** Data under study **

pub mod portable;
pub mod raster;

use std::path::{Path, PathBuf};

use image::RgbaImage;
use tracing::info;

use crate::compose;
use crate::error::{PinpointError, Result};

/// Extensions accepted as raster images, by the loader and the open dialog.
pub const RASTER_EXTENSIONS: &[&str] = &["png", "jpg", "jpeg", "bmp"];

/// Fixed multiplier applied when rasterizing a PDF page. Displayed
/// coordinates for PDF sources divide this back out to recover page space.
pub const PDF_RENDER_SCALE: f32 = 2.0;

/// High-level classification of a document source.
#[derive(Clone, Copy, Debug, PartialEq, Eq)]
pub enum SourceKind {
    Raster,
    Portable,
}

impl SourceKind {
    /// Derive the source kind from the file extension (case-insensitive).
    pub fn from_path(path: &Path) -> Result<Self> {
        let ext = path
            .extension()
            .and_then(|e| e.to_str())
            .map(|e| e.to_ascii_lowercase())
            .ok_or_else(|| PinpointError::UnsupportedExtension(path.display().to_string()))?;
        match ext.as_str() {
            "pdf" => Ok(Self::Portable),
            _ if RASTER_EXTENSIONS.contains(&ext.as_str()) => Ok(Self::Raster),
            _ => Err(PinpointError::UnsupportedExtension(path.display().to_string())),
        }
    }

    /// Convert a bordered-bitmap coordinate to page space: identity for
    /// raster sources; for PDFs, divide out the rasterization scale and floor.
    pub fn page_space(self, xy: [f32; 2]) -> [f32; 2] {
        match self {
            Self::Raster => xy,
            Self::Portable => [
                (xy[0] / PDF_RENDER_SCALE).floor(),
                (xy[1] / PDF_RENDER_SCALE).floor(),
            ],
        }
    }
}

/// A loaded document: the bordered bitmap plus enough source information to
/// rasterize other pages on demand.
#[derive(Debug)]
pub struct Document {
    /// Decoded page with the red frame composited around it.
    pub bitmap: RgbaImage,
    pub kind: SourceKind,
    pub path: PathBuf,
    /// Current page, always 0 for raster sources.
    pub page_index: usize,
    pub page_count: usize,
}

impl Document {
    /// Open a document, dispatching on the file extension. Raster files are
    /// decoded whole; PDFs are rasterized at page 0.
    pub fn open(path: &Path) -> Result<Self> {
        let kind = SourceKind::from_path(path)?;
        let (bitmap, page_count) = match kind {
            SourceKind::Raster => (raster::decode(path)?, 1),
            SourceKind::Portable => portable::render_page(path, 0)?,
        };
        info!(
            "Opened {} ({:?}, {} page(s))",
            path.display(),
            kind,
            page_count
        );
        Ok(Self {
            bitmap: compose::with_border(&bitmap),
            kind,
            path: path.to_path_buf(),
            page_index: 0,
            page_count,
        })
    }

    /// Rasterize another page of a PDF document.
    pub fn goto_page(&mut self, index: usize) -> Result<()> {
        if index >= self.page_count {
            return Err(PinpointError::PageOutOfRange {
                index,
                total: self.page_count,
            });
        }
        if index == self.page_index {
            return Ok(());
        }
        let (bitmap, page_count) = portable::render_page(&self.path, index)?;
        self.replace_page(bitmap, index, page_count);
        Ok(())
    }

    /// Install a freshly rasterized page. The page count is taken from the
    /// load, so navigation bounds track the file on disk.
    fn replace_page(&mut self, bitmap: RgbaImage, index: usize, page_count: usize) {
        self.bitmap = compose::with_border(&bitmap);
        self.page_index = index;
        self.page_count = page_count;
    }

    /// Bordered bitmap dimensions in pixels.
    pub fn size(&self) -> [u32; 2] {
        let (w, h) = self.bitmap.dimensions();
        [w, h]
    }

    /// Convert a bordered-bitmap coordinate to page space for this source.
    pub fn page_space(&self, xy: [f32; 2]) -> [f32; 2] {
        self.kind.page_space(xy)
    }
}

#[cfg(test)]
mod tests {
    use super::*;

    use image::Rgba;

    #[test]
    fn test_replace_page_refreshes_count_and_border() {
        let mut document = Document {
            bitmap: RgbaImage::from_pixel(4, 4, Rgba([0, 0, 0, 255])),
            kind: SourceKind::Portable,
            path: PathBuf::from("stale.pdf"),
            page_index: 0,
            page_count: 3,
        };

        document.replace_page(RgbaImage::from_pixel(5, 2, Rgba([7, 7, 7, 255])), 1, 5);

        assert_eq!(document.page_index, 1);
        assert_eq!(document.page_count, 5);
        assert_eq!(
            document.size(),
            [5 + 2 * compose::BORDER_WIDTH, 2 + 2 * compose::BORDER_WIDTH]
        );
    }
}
--
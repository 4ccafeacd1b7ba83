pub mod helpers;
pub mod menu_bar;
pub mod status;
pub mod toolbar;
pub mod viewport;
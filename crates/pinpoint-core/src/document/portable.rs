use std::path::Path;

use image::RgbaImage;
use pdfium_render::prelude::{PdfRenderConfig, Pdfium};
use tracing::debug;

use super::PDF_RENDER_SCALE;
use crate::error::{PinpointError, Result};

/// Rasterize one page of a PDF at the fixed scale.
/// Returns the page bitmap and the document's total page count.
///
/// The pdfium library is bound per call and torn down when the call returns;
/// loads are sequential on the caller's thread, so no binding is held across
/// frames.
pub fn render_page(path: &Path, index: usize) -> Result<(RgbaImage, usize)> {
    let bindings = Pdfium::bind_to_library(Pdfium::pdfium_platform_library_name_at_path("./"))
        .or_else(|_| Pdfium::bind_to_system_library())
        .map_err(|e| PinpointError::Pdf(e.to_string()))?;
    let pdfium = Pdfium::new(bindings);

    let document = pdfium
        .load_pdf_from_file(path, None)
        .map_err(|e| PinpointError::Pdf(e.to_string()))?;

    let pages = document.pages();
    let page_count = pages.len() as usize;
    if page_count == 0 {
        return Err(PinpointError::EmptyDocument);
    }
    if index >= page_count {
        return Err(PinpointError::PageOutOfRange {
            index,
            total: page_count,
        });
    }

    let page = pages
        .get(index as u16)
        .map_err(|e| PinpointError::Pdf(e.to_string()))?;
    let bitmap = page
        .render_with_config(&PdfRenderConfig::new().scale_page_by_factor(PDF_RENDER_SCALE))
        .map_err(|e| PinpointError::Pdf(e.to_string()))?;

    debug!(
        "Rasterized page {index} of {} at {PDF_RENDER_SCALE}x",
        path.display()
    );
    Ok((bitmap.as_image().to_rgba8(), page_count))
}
* * *
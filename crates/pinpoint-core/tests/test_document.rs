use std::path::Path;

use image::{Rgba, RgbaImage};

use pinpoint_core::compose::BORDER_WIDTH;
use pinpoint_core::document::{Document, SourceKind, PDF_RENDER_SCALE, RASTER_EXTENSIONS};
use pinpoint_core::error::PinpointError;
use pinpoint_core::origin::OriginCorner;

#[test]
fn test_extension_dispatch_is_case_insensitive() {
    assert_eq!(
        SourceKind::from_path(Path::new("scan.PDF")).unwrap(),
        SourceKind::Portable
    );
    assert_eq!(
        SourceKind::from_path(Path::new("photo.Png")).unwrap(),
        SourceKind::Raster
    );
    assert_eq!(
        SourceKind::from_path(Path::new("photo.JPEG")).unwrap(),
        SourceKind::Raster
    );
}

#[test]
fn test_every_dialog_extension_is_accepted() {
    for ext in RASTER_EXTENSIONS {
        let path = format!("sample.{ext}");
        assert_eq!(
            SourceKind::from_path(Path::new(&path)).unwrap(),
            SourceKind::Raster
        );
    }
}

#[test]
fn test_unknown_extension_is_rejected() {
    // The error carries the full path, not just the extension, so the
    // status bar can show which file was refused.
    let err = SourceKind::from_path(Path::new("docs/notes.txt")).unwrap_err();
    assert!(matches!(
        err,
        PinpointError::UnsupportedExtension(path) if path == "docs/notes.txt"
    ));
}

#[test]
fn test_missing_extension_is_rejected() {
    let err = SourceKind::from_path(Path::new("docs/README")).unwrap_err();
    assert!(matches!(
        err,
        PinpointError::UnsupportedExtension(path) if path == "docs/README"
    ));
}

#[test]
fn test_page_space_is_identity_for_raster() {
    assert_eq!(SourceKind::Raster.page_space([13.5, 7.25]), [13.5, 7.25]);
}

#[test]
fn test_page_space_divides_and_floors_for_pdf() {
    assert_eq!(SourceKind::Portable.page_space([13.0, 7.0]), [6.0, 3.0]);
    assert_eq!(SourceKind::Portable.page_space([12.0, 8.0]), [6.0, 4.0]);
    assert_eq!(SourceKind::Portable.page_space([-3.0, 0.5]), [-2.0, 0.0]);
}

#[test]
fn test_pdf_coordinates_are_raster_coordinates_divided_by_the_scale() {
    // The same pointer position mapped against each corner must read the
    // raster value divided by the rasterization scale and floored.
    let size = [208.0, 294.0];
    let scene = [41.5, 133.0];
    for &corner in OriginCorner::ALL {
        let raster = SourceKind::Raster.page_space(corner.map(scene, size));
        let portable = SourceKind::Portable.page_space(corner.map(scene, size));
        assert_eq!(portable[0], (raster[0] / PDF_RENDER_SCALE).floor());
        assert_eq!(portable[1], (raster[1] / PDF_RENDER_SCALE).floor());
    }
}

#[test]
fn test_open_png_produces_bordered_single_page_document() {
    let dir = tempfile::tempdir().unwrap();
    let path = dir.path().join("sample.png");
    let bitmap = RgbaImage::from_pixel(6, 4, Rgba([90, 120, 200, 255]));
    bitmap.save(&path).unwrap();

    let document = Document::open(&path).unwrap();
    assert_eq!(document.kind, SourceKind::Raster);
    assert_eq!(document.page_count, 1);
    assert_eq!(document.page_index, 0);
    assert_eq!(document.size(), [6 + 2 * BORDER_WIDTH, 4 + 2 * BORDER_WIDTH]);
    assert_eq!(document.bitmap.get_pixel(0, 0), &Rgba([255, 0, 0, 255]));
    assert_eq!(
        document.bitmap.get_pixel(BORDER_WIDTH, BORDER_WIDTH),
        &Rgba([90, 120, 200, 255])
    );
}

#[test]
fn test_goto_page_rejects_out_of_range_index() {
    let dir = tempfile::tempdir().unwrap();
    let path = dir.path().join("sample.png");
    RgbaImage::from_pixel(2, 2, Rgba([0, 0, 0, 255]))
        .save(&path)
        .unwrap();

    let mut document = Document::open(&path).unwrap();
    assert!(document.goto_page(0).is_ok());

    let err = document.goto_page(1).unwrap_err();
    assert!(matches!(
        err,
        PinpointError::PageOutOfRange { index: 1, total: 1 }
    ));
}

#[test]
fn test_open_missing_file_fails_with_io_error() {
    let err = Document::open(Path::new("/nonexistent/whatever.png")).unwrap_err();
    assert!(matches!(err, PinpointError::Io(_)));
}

** Requirement **
Pull each line containing "compose" from the records.

** Final answer **
use crate::compose;
            bitmap: compose::with_border(&bitmap),
        self.bitmap = compose::with_border(&bitmap);
            [5 + 2 * compose::BORDER_WIDTH, 2 + 2 * compose::BORDER_WIDTH]
use pinpoint_core::compose::BORDER_WIDTH;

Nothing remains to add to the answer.